Due to COVID-19, principles of the Helsinki Final Act are put to the test as countries are forced to take measures to deal with the virus. European countries have put restrictions on the freedom of assembly and increased surveillance of its citizens.

The separation of powers has been set aside in favour of the governments in order to act forcefully in response to the crisis, and national elections have been postponed to hinder the virus spreading. Basically, coronavirus and the related crisis has put the democratic based world order under pressure.

It is no secret that authoritarian leaders often take advantage of emergencies – whether they be wars, natural disasters, terrorist attacks or in this case, a pandemic. Cases of this opportunistic approach have already been demonstrated in Europe, as leaders in Hungary and Poland have used COVID-19 as a pretext to strengthen their authorities.

Russia shows another prominent example; while most of the world and the Russian population were occupied with the coronavirus pandemic, proposed amendments to the Russian constitution which allows for President Vladimir Putin to rule the country until 2036 were approved by the Constitutional Court and adopted by the State Duma.

The European Security Order was brought under intense pressure when Russia illegally annexed the Crimea peninsula, hence sidelining the principles of respect for territorial integrity. The response to the deployment of Putin’s “little green men” (Russian special troops) from the international community was clear: the actions that were taken by Russia in Crimea and eastern Ukraine were illegal and must be condemned.

Looking back, it is clear that the efforts to monitor the conflict and to call attention to Russia’s violation of the principles of territorial integrity and sovereign equality have been crucial to hinder any further attempts to gain ground in Lugansk and Donetsk. Essentially, what the international community pointed out in 2014, was that the European Security Order must be protected.

Armed conflicts in Europe continue, despite the ongoing pandemic. Regrettably, less attention is brought to the conflict areas as news agencies, politicians and international organisations are occupied with COVID-19 and the measure related to the pandemic. As a result of this, conflicts are at risk of growing uncontrollable while the humanitarian situation in the conflict areas is worsening significantly. The efforts taken by OSCE and the UN to demand a ceasefire and to promote peace in eastern Ukraine must, therefore, continue during these challenging times.

Protecting the European Security Order is a matter of guarding the principles and values crucial to our political system and everyday life. The international co-operation, the efforts to end conflicts and the important strivings to promote human rights must proceed. Measures taken to prevent the spread of the virus, nationally as well as internationally, must be well-considered and, like the Helsinki Final Act, be based on fundamental human rights. The international community must act to protect the Security Order in every case where the pandemic is used as a pretext to deprive people of their rights.

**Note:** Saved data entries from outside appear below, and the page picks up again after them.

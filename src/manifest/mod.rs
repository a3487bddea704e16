pub mod family;
pub mod records;

pub use family::DocumentFamily;
pub use records::*;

Fighting the pandemic is now naturally a fundamental part of what we now regard as a normal, yet exceptional, situation. The exceptional situation does not, however, imply that principles of territorial integrity, human rights and fundamental freedoms could be overridden. The word echoing from 2014 applies today as well: the European Security Order must be protected.

Protecting the Security Order in times of crisis is ultimately about protecting the world we are to return to once the crisis is over.

Margareta Cederfelt is a Member of the Swedish Parliament representing the Stockholm constituency. She serves as Vice-President of the OSCE Parliamentary Assembly and as Acting Chair of the Ad Hoc Committee on Migration.